TASK TO COMPLETE.
Start with the first line of the records below. Output each line exactly, ending with the one that contains "Self::QuoteInfo | Self::Quote".

GIVEN ENTRIES.
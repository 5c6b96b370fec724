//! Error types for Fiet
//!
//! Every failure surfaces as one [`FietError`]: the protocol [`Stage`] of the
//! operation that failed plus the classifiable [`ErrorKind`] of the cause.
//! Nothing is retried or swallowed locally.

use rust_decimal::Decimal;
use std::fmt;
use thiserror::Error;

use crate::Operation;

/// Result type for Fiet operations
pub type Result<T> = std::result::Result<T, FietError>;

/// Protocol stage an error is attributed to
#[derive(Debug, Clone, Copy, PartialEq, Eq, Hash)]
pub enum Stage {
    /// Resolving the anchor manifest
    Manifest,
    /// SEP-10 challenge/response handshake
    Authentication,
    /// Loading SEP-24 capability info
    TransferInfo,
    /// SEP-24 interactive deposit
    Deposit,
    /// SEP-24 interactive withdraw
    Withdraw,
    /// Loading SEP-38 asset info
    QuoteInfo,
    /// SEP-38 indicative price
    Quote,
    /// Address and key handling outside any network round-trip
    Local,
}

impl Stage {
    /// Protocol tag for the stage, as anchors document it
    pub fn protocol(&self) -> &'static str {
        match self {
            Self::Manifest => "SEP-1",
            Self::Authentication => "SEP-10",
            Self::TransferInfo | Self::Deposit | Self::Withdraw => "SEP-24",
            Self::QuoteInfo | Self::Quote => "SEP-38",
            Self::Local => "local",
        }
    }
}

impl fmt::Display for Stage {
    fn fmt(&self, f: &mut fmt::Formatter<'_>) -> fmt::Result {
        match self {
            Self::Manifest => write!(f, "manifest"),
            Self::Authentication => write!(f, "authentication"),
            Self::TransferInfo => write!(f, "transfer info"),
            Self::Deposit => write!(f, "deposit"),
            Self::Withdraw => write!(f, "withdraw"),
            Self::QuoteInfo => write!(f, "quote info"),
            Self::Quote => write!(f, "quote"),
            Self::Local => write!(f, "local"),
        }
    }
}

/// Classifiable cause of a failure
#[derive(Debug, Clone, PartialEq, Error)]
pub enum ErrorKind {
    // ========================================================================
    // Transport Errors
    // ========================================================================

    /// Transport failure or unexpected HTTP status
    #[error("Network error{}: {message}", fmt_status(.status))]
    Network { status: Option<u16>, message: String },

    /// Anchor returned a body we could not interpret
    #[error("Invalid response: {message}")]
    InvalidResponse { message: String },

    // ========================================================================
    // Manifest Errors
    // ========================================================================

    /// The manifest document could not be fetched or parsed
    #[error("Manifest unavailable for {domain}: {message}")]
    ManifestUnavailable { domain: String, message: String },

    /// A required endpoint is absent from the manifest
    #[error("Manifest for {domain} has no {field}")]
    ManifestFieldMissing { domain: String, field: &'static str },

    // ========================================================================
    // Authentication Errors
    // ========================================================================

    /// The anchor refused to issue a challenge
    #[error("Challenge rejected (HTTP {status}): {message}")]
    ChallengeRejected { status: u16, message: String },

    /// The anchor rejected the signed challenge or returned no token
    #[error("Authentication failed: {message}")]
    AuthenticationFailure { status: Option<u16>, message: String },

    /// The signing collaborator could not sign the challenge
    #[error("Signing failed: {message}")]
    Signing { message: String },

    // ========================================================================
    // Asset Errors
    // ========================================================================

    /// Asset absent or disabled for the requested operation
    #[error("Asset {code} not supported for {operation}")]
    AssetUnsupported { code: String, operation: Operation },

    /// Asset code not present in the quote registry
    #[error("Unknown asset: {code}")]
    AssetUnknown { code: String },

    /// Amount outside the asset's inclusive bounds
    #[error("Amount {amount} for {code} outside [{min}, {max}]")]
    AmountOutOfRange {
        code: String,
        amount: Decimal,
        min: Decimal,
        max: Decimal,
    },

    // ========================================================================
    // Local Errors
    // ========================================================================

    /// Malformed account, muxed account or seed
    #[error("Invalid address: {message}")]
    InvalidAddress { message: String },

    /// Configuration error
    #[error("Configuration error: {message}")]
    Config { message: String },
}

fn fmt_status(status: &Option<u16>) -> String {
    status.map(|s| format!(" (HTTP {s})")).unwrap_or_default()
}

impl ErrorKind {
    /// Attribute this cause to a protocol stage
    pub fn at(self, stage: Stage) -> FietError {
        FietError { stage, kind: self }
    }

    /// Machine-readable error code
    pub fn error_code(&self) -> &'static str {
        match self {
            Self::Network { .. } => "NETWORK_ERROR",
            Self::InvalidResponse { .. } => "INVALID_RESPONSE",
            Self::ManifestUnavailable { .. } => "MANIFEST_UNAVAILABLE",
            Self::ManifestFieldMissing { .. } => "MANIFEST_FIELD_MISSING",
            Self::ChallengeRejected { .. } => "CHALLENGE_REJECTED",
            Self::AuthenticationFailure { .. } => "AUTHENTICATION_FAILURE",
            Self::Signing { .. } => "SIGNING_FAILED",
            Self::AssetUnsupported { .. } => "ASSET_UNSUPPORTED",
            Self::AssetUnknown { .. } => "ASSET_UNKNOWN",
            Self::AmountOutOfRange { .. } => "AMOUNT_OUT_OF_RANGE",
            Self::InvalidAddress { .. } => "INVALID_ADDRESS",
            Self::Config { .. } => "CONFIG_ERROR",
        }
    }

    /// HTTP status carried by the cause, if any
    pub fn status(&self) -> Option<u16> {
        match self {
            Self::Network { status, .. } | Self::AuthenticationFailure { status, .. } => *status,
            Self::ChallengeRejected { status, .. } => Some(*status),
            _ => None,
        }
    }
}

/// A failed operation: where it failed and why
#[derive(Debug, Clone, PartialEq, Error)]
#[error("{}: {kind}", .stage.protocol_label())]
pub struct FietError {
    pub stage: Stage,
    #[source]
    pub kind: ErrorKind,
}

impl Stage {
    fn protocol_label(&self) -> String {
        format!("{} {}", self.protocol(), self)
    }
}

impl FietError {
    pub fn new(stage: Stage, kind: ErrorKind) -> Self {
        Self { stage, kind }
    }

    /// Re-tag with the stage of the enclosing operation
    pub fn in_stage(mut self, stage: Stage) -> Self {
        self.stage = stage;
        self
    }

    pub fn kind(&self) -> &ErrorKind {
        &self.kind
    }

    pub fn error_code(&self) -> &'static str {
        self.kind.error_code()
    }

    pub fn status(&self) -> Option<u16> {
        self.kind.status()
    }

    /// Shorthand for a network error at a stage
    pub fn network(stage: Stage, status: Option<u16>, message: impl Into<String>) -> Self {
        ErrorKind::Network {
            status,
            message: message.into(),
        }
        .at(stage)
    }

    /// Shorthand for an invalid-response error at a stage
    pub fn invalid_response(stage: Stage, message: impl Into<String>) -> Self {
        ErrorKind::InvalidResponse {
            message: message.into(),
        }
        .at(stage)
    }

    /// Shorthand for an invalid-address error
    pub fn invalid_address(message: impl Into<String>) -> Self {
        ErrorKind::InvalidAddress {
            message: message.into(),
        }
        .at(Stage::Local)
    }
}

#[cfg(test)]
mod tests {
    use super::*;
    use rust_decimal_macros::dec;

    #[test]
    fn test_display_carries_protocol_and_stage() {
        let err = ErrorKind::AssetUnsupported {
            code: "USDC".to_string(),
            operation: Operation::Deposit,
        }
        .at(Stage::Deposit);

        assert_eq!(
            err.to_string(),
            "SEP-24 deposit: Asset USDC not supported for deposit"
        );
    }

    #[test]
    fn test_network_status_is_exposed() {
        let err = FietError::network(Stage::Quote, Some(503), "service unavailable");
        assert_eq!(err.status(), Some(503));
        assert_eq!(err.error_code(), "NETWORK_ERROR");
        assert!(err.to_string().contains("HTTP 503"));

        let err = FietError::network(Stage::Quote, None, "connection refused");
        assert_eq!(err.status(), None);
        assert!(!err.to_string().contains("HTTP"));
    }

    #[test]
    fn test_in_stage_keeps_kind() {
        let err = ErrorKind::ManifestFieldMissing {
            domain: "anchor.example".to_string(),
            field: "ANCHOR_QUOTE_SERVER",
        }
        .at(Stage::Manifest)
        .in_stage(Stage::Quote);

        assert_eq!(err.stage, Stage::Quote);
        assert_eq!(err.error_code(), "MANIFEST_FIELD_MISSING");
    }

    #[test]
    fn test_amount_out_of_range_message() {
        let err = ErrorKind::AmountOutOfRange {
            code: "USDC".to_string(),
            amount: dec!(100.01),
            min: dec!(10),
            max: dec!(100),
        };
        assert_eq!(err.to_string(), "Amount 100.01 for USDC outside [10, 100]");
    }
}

COMPLETED EXERCISE.
repository 5c6b96b370fec724
//! Error types for Fiet
//!
//! Every failure surfaces as one [`FietError`]: the protocol [`Stage`] of the
//! operation that failed plus the classifiable [`ErrorKind`] of the cause.
//! Nothing is retried or swallowed locally.

use rust_decimal::Decimal;
use std::fmt;
use thiserror::Error;

use crate::Operation;

/// Result type for Fiet operations
pub type Result<T> = std::result::Result<T, FietError>;

/// Protocol stage an error is attributed to
#[derive(Debug, Clone, Copy, PartialEq, Eq, Hash)]
pub enum Stage {
    /// Resolving the anchor manifest
    Manifest,
    /// SEP-10 challenge/response handshake
    Authentication,
    /// Loading SEP-24 capability info
    TransferInfo,
    /// SEP-24 interactive deposit
    Deposit,
    /// SEP-24 interactive withdraw
    Withdraw,
    /// Loading SEP-38 asset info
    QuoteInfo,
    /// SEP-38 indicative price
    Quote,
    /// Address and key handling outside any network round-trip
    Local,
}

impl Stage {
    /// Protocol tag for the stage, as anchors document it
    pub fn protocol(&self) -> &'static str {
        match self {
            Self::Manifest => "SEP-1",
            Self::Authentication => "SEP-10",
            Self::TransferInfo | Self::Deposit | Self::Withdraw => "SEP-24",
            Self::QuoteInfo | Self::Quote => "SEP-38",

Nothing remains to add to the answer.